§ **TASK DESCRIPTION**
What is wanted is every record, duplicated word for word.

[Collected data]
====

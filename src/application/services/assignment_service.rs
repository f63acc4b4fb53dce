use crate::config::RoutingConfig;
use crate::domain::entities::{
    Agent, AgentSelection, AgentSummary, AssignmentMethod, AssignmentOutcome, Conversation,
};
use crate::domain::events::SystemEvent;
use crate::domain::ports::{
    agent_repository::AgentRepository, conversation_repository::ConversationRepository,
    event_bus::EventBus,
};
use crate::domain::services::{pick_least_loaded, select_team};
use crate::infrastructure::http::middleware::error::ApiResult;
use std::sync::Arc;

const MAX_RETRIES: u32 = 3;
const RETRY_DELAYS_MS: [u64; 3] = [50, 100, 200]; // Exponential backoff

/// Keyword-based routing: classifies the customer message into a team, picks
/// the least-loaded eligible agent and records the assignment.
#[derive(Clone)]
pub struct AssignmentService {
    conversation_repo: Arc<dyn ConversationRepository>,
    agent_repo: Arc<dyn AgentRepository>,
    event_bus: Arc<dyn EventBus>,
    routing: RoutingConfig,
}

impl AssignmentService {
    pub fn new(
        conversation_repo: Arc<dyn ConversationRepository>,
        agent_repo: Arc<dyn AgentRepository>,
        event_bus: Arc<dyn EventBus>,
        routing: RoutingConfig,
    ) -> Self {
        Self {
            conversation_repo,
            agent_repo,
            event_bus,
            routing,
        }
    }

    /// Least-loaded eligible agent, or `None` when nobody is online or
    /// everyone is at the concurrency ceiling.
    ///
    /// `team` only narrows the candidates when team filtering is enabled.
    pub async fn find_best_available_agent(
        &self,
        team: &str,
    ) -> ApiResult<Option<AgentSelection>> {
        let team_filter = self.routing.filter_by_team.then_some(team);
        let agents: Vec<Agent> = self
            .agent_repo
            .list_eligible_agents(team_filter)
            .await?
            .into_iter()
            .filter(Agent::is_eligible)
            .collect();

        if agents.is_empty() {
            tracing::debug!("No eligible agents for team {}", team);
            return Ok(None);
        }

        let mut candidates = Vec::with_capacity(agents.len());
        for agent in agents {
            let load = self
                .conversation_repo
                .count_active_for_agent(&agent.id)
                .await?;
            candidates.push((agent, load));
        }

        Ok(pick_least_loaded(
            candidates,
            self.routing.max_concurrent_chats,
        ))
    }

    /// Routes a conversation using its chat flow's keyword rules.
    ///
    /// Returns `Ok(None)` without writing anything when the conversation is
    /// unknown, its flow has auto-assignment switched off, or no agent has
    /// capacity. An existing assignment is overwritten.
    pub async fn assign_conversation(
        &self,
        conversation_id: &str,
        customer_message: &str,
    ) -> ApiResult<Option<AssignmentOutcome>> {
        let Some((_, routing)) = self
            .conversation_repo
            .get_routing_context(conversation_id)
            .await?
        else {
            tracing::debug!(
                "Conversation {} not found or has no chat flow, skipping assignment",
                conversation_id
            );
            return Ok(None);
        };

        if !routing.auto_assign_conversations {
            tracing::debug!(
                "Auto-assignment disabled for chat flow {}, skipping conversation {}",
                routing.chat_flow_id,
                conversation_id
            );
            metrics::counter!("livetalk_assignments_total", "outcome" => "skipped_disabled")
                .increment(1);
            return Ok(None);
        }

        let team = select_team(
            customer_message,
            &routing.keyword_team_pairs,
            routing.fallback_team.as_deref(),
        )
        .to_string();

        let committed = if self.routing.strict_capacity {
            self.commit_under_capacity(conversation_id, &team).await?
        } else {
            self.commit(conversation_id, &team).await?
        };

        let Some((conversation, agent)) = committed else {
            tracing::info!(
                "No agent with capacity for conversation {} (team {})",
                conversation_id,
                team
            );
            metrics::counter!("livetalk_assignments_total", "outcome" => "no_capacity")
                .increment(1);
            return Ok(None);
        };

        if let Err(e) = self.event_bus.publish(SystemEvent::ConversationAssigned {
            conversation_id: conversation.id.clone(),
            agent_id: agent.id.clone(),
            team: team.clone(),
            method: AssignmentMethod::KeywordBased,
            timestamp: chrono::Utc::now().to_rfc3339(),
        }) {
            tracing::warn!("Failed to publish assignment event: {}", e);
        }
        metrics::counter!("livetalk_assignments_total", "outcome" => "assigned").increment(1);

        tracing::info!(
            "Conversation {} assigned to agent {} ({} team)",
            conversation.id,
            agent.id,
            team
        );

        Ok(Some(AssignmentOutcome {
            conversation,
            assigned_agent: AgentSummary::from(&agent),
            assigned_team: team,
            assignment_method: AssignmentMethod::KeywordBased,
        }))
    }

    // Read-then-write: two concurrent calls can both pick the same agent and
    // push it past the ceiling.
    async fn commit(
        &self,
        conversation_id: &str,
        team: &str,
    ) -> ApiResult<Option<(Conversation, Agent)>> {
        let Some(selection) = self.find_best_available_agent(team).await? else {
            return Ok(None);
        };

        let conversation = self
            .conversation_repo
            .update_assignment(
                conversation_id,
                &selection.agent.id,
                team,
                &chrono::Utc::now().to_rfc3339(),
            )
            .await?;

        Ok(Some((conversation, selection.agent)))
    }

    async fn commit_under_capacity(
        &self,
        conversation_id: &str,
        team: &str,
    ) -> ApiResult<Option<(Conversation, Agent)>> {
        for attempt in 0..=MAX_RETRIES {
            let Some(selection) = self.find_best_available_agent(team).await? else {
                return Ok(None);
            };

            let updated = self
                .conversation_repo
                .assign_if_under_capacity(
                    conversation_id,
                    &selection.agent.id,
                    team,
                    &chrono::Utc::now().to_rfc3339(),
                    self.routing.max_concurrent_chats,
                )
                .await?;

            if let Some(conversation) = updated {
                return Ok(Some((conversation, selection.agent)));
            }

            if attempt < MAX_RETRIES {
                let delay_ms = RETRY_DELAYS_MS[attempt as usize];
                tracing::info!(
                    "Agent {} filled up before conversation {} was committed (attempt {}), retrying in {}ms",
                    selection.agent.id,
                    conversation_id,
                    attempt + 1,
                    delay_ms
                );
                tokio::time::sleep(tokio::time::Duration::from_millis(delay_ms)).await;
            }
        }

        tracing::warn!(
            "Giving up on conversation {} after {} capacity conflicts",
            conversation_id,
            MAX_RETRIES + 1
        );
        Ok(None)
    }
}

====

§ **REPLY**
filename src/application/services/assignment_service.rs
repository f63acc4b4fb53dce
use crate::config::RoutingConfig;
use crate::domain::entities::{
    Agent, AgentSelection, AgentSummary, AssignmentMethod, AssignmentOutcome, Conversation,
};
use crate::domain::events::SystemEvent;
use crate::domain::ports::{
    agent_repository::AgentRepository, conversation_repository::ConversationRepository,
    event_bus::EventBus,
};
use crate::domain::services::{pick_least_loaded, select_team};
use crate::infrastructure::http::middleware::error::ApiResult;
use std::sync::Arc;

const MAX_RETRIES: u32 = 3;
const RETRY_DELAYS_MS: [u64; 3] = [50, 100, 200]; // Exponential backoff

/// Keyword-based routing: classifies the customer message into a team, picks
/// the least-loaded eligible agent and records the assignment.
#[derive(Clone)]
pub struct AssignmentService {
    conversation_repo: Arc<dyn ConversationRepository>,
    agent_repo: Arc<dyn AgentRepository>,
    event_bus: Arc<dyn EventBus>,
    routing: RoutingConfig,
}

impl AssignmentService {
    pub fn new(
        conversation_repo: Arc<dyn ConversationRepository>,
        agent_repo: Arc<dyn AgentRepository>,
        event_bus: Arc<dyn EventBus>,
        routing: RoutingConfig,
    ) -> Self {
        Self {
            conversation_repo,
            agent_repo,
            event_bus,
            routing,
        }
    }

    /// Least-loaded eligible agent, or `None` when nobody is online or
    /// everyone is at the concurrency ceiling.
    ///
    /// `team` only narrows the candidates when team filtering is enabled.
    pub async fn find_best_available_agent(
        &self,
        team: &str,
    ) -> ApiResult<Option<AgentSelection>> {
        let team_filter = self.routing.filter_by_team.then_some(team);
        let agents: Vec<Agent> = self
            .agent_repo
            .list_eligible_agents(team_filter)
            .await?
            .into_iter()
            .filter(Agent::is_eligible)
            .collect();

        if agents.is_empty() {
            tracing::debug!("No eligible agents for team {}", team);
            return Ok(None);
        }

        let mut candidates = Vec::with_capacity(agents.len());
        for agent in agents {
            let load = self
                .conversation_repo
                .count_active_for_agent(&agent.id)
                .await?;
            candidates.push((agent, load));
        }

        Ok(pick_least_loaded(
            candidates,
            self.routing.max_concurrent_chats,
        ))
    }

    /// Routes a conversation using its chat flow's keyword rules.
    ///
    /// Returns `Ok(None)` without writing anything when the conversation is
    /// unknown, its flow has auto-assignment switched off, or no agent has
    /// capacity. An existing assignment is overwritten.
    pub async fn assign_conversation(
        &self,
        conversation_id: &str,
        customer_message: &str,
    ) -> ApiResult<Option<AssignmentOutcome>> {
        let Some((_, routing)) = self
            .conversation_repo
            .get_routing_context(conversation_id)
            .await?
        else {
            tracing::debug!(
                "Conversation {} not found or has no chat flow, skipping assignment",
                conversation_id
            );
            return Ok(None);
        };

        if !routing.auto_assign_conversations {
            tracing::debug!(
                "Auto-assignment disabled for chat flow {}, skipping conversation {}",
                routing.chat_flow_id,
                conversation_id
            );
            metrics::counter!("livetalk_assignments_total", "outcome" => "skipped_disabled")
                .increment(1);
            return Ok(None);
        }

        let team = select_team(
            customer_message,
            &routing.keyword_team_pairs,
            routing.fallback_team.as_deref(),
        )
        .to_string();

        let committed = if self.routing.strict_capacity {
            self.commit_under_capacity(conversation_id, &team).await?
        } else {
            self.commit(conversation_id, &team).await?
        };

        let Some((conversation, agent)) = committed else {
            tracing::info!(
                "No agent with capacity for conversation {} (team {})",
                conversation_id,
                team
            );
            metrics::counter!("livetalk_assignments_total", "outcome" => "no_capacity")
                .increment(1);
            return Ok(None);
        };

        if let Err(e) = self.event_bus.publish(SystemEvent::ConversationAssigned {
            conversation_id: conversation.id.clone(),
            agent_id: agent.id.clone(),
            team: team.clone(),
            method: AssignmentMethod::KeywordBased,
            timestamp: chrono::Utc::now().to_rfc3339(),
        }) {
            tracing::warn!("Failed to publish assignment event: {}", e);
        }
        metrics::counter!("livetalk_assignments_total", "outcome" => "assigned").increment(1);

        tracing::info!(
            "Conversation {} assigned to agent {} ({} team)",
            conversation.id,
            agent.id,
            team
        );

        Ok(Some(AssignmentOutcome {
            conversation,
            assigned_agent: AgentSummary::from(&agent),
            assigned_team: team,
            assignment_method: AssignmentMethod::KeywordBased,
        }))
    }

    // Read-then-write: two concurrent calls can both pick the same agent and
    // push it past the ceiling.
    async fn commit(
        &self,
        conversation_id: &str,
        team: &str,
    ) -> ApiResult<Option<(Conversation, Agent)>> {
        let Some(selection) = self.find_best_available_agent(team).await? else {
            return Ok(None);
        };

        let conversation = self
            .conversation_repo
            .update_assignment(
                conversation_id,
                &selection.agent.id,
                team,
                &chrono::Utc::now().to_rfc3339(),
            )
            .await?;

        Ok(Some((conversation, selection.agent)))
    }

    async fn commit_under_capacity(
        &self,
        conversation_id: &str,
        team: &str,
    ) -> ApiResult<Option<(Conversation, Agent)>> {
        for attempt in 0..=MAX_RETRIES {
            let Some(selection) = self.find_best_available_agent(team).await? else {
                return Ok(None);
            };

            let updated = self
                .conversation_repo
                .assign_if_under_capacity(
                    conversation_id,
                    &selection.agent.id,
                    team,
                    &chrono::Utc::now().to_rfc3339(),
                    self.routing.max_concurrent_chats,
                )
                .await?;

            if let Some(conversation) = updated {
                return Ok(Some((conversation, selection.agent)));
            }

            if attempt < MAX_RETRIES {
                let delay_ms = RETRY_DELAYS_MS[attempt as usize];
                tracing::info!(
                    "Agent {} filled up before conversation {} was committed (attempt {}), retrying in {}ms",
                    selection.agent.id,
                    conversation_id,
                    attempt + 1,
                    delay_ms
                );
                tokio::time::sleep(tokio::time::Duration::from_millis(delay_ms)).await;
            }
        }

        tracing::warn!(
            "Giving up on conversation {} after {} capacity conflicts",
            conversation_id,
            MAX_RETRIES + 1
        );
        Ok(None)
    }
}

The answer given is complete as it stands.